YOUR VIEWS ON THE ELECTION
FRUSTRATION WITH POLITICIANS A COMMON THEME ON THE STREETS
IN the lead-up to the General Election on December 12, the M.E.N. took to the streets of Moss Side and Salford to gauge public opinion.
We headed first to the Remain-voting area of Moss Side where there are clear frustrations with the government and then visited Leave-voting Salford to see what people made of Boris Johnson, Jeremy Corbyn and the NHS.
In Moss Side, residents were fed up and said they felt ignored by councillors.
“We don’t vote round here,” one passer-by shouted from his car window.
Here, people say they are confused about what exactly parties are promising or how voting would have an impact on things in their community.
“People aren’t voting, there’s a reason for it,” says Akmal Khan, 36, who has run Quality Halal Meats on Claremont Road in Moss Side for 20 years.
“They are trying to grab people with free WiFi to promote their own agenda. Forget the WiFi, what about the people?
“People don’t know who they’re voting for, what they’re voting for and what they’re getting out of it.
“We’re getting nothing back in return and that’s why people aren’t voting. They’re not interested.”
Elaine Nettz, who works at Murrays Opticians on Princess Road, says she will be voting for Labour on December 12 but still shares the same frustrations as Akmal.
“I’ve always voted from the age of 18,” Elaine says.
“In years gone by, they would always come down and talk to us at our front door to reassure us that things will get done.
“Now they just want our vote, they want your cross.
“But nothing gets done, I don’t care who it is, whether it’s the Conservatives, Labour, or the Lib Dems, they do nothing.”
Elaine said she is frustrated with the uncertainty surrounding politics, despite there being less than 10 days before polling booths open. “Everything’s changing and it’s all guesswork,” she added. “It’s quite disheartening because we vote so that we have these people to represent us and help us to get the things that we need done. “If the powers that be don’t know, we’re never going to know and I don’t think we have enough time between now and then to know what it’s about.” Heading to Salford, an area which heavily voted Leave, frustration can also be felt among residents. Some just want to get out of the European Union, with or without a deal, while others have major concerns with the Labour government – particularly with one person.
“I could never vote for Labour while that guy is in charge,” Salford resident Peter O’Brien, 60, said. “Nobody trusts Corbyn and the things he’s done over the years. He never sort of defends his country, I find,” added Carl Ainsworth, 56. “He says he supports freedom but when you’ve been victims of what he calls freedom, you have a different outlook on it.”

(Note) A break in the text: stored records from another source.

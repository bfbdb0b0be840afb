//! Server error types.

use std::io;

use hearth_core::HubError;
use thiserror::Error;

/// Errors that can occur in the server runtime.
#[derive(Error, Debug)]
pub enum ServerError {
    /// Configuration error (invalid bind address, etc.).
    ///
    /// Fatal at startup; fix the configuration and restart.
    #[error("configuration error: {0}")]
    Config(String),

    /// Transport/network error.
    ///
    /// Bind failures are fatal at startup. At runtime only a failure of the
    /// readiness wait itself carries this variant out of the event loop;
    /// per-connection I/O errors are handled in place.
    #[error("transport error: {0}")]
    Transport(String),

    /// Error from the hub core.
    ///
    /// Defensive surface; the event loop logs these and keeps serving, so
    /// this variant only escapes through explicit driver calls.
    #[error("hub error: {0}")]
    Hub(#[from] HubError),
}

impl From<io::Error> for ServerError {
    fn from(err: io::Error) -> Self {
        Self::Transport(err.to_string())
    }
}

Many people we spoke to expressed how much of a ‘shambles’ things were at the moment.
When asked what matters to Salford, housing and employment were just two of the important issues raised.
“There’s a housing shortage here,” said Carl. “This Labour council has pulled more houses down – good houses. And that’s happened all over Salford in the last 15 years.”
Meanwhile, Peter said that people want a better standard of living, such as ‘better jobs and better pay.’
The NHS was also a big talking point with people. Chris Ranson, who works at the Greater Manchester Mental Health NHS Foundation Trust, said it was a ‘welcome change’ that the Labour manifesto had included an increase in public finances and public spending.
“NHS services have been cut and cut, particularly around mental health.
“It has completely demoralised the workforce so I think anything that is a credible promise to move in the right direction, such as refinancing, is a positive thing.”
Residents in Salford were determined to head to the polling station in December in order to make sure their vote was counted.
“I think it’s a moral duty to vote. People died for that right,” added Chris.